The Insignia trilogy is a series of three young-adult science fiction novels written by S.J. Kincaid and published by Katherine Tegen Books. The novels describe a dystopian future where the world is experiencing World War III. Teenager Tom Raines is recruited to train with other recruits as a crucial member of the Intrasolar Forces and, during the Pentagonal Spire's training academy, becomes friends with Wyatt Enslow, Vik Ashwan, and Yuri Sysevich.

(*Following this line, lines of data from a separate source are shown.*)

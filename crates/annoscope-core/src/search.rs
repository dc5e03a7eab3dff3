//! ConceptSearch — the request-level entry point.
//!
//! Each request takes one snapshot of the current catalog and builds its
//! resolver, dispatcher and matcher around it, so a concurrent reload never
//! changes the catalog under a running request.

use crate::autocomplete::AutocompleteMatcher;
use crate::catalog::CatalogCell;
use crate::config::SearchConfig;
use crate::dispatcher::{Outcome, QueryDispatcher};
use crate::error::SearchError;
use crate::intersect::{intersect, Intersection};
use crate::resolver::{SourceResolver, UriMatching};
use crate::retrieval::RetrievalClient;
use crate::types::SearchHit;
use std::sync::Arc;

pub struct ConceptSearch {
    catalog: CatalogCell,
    client: Arc<dyn RetrievalClient>,
    uri_matching: UriMatching,
    max_autocomplete: usize,
}

impl ConceptSearch {
    pub fn new(catalog: CatalogCell, client: Arc<dyn RetrievalClient>, settings: &SearchConfig) -> Self {
        Self {
            catalog,
            client,
            uri_matching: settings.uri_matching,
            max_autocomplete: settings.max_autocomplete,
        }
    }

    pub fn catalog(&self) -> &CatalogCell {
        &self.catalog
    }

    pub fn max_autocomplete(&self) -> usize {
        self.max_autocomplete
    }

    /// Documents annotated with every concept in `concept_uris` or one of its
    /// sub-concepts.
    ///
    /// An empty request is answered without consulting the catalog.
    pub async fn search_documents(&self, concept_uris: &[String]) -> Result<Intersection, SearchError> {
        if concept_uris.is_empty() {
            tracing::info!("no concepts requested");
            return Ok(Intersection::default());
        }
        tracing::info!(concepts = ?concept_uris, "searching documents");
        let outcomes = self.dispatch(concept_uris).await?;
        Ok(intersect(outcomes))
    }

    /// Like [`search_documents`](Self::search_documents), but a document only
    /// counts for a concept when it is annotated with that exact URI.
    pub async fn search_documents_direct(&self, concept_uris: &[String]) -> Result<Intersection, SearchError> {
        if concept_uris.is_empty() {
            tracing::info!("no concepts requested");
            return Ok(Intersection::default());
        }
        tracing::info!(concepts = ?concept_uris, "searching documents, direct annotations only");
        let outcomes = self.dispatch(concept_uris).await?;
        Ok(intersect(
            outcomes
                .into_iter()
                .zip(concept_uris)
                .map(|(outcome, uri)| outcome.direct_only(uri)),
        ))
    }

    async fn dispatch(&self, concept_uris: &[String]) -> Result<Vec<Outcome>, SearchError> {
        let catalog = self.catalog.current()?;
        let resolver = SourceResolver::new(catalog, self.uri_matching);
        let dispatcher = QueryDispatcher::new(resolver, Arc::clone(&self.client));
        Ok(dispatcher.dispatch(concept_uris).await)
    }

    /// Autocomplete with the configured cap.
    pub fn autocomplete(&self, input: &str) -> Result<Vec<SearchHit>, SearchError> {
        self.autocomplete_capped(input, self.max_autocomplete)
    }

    pub fn autocomplete_capped(&self, input: &str, cap: usize) -> Result<Vec<SearchHit>, SearchError> {
        let catalog = self.catalog.current()?;
        Ok(AutocompleteMatcher::new(catalog).search(input, cap))
    }
}
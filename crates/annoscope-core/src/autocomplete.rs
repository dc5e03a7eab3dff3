//! AutocompleteMatcher — search-as-you-type over catalog labels.
//!
//! Two passes over the catalog, both case-insensitive on `label` only:
//! labels starting with the input first, then labels merely containing it.
//! Each pass is sorted by lower-cased label; the sort is stable so ties keep
//! catalog order. A `(conceptURI, label)` pair is emitted at most once and the
//! total never exceeds the cap. The contains pass also skips entries whose
//! URI and lower-cased label match a prefix hit, so case variants of a prefix
//! hit are not offered twice.

use crate::catalog::CatalogIndex;
use crate::types::{CatalogEntry, SearchHit};
use std::collections::HashSet;
use std::sync::Arc;

#[derive(Debug, Clone)]
pub struct AutocompleteMatcher {
    catalog: Arc<CatalogIndex>,
}

impl AutocompleteMatcher {
    pub fn new(catalog: Arc<CatalogIndex>) -> Self {
        Self { catalog }
    }

    pub fn search(&self, input: &str, cap: usize) -> Vec<SearchHit> {
        if cap == 0 {
            return Vec::new();
        }
        let needle = input.to_lowercase();
        let mut seen: HashSet<(&str, &str)> = HashSet::new();
        let mut prefixed: HashSet<(&str, &str)> = HashSet::new();

        let mut starts_with: Vec<(&CatalogEntry, &str)> = Vec::new();
        for (entry, lowered) in self.catalog.labelled() {
            if starts_with.len() == cap {
                break;
            }
            if lowered.starts_with(&needle) && seen.insert(pair(entry)) {
                prefixed.insert((entry.concept_uri.as_str(), lowered));
                starts_with.push((entry, lowered));
            }
        }
        sort_by_label(&mut starts_with);

        let mut contains: Vec<(&CatalogEntry, &str)> = Vec::new();
        let room = cap - starts_with.len();
        if room > 0 {
            for (entry, lowered) in self.catalog.labelled() {
                if contains.len() == room {
                    break;
                }
                if lowered.contains(&needle)
                    && !prefixed.contains(&(entry.concept_uri.as_str(), lowered))
                    && seen.insert(pair(entry))
                {
                    contains.push((entry, lowered));
                }
            }
            sort_by_label(&mut contains);
        }

        tracing::debug!(
            input,
            starts_with = starts_with.len(),
            contains = contains.len(),
            "autocomplete"
        );
        starts_with
            .into_iter()
            .chain(contains)
            .map(|(entry, _)| SearchHit::from(entry))
            .collect()
    }
}

fn pair(entry: &CatalogEntry) -> (&str, &str) {
    (entry.concept_uri.as_str(), entry.label.as_str())
}

fn sort_by_label(hits: &mut [(&CatalogEntry, &str)]) {
    hits.sort_by(|a, b| a.1.cmp(b.1));
}
//! SourceResolver — maps a concept URI to the taxonomy it belongs to.

use crate::catalog::CatalogIndex;
use crate::error::SearchError;
use crate::types::{Taxonomy, UNKNOWN_SOURCE};
use serde::Deserialize;
use std::sync::Arc;

/// How an input URI is matched against the catalog's stored URIs.
#[derive(Debug, Clone, Copy, PartialEq, Eq, Default, Deserialize)]
#[serde(rename_all = "lowercase")]
pub enum UriMatching {
    /// Hash lookup on the full URI.
    #[default]
    Exact,
    /// First catalog entry whose URI is a substring of the input. Tolerates
    /// decorated input URIs but can pick the wrong entry when one stored URI
    /// is a textual prefix of another.
    Contains,
}

#[derive(Debug, Clone)]
pub struct SourceResolver {
    catalog: Arc<CatalogIndex>,
    matching: UriMatching,
}

impl SourceResolver {
    pub fn new(catalog: Arc<CatalogIndex>, matching: UriMatching) -> Self {
        Self { catalog, matching }
    }

    /// Source name of the catalog entry for `uri`, or [`UNKNOWN_SOURCE`].
    pub fn resolve(&self, uri: &str) -> &str {
        let found = match self.matching {
            UriMatching::Exact => self.catalog.find_exact(uri),
            UriMatching::Contains => self.catalog.find_containing(uri),
        };
        found.map_or(UNKNOWN_SOURCE, |e| e.source.as_str())
    }

    /// Resolve `uri` to a taxonomy that has a retrieval strategy.
    pub fn taxonomy(&self, uri: &str) -> Result<Taxonomy, SearchError> {
        let source = self.resolve(uri);
        tracing::debug!(uri, source, "resolved concept source");
        Taxonomy::from_source(source).ok_or_else(|| SearchError::UnsupportedTaxonomy {
            uri: uri.to_string(),
            taxonomy: source.to_string(),
        })
    }
}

The trilogy is preceded by the novella Allies.

Reception
Insignia made the short-list for the 2014 Waterstones Children's Book Prize and won the 2015 Young Adult Alabama Author Award from the Alabama Library Association.

The book was nominated for multiple awards, including the 2014-2015 Soaring Eagle Book Award by the Wyoming Library Association, the 2015 Sequoyah Book Award by the Oklahoma Library Association, the Truman Reader Award by the Missouri Association of School Librarians, the Connecticut Nutmeg Book Award by the Connecticut Association of School Librarians, the 2015 Rhode Island Teen Book Award by the Rhode Island Library Association.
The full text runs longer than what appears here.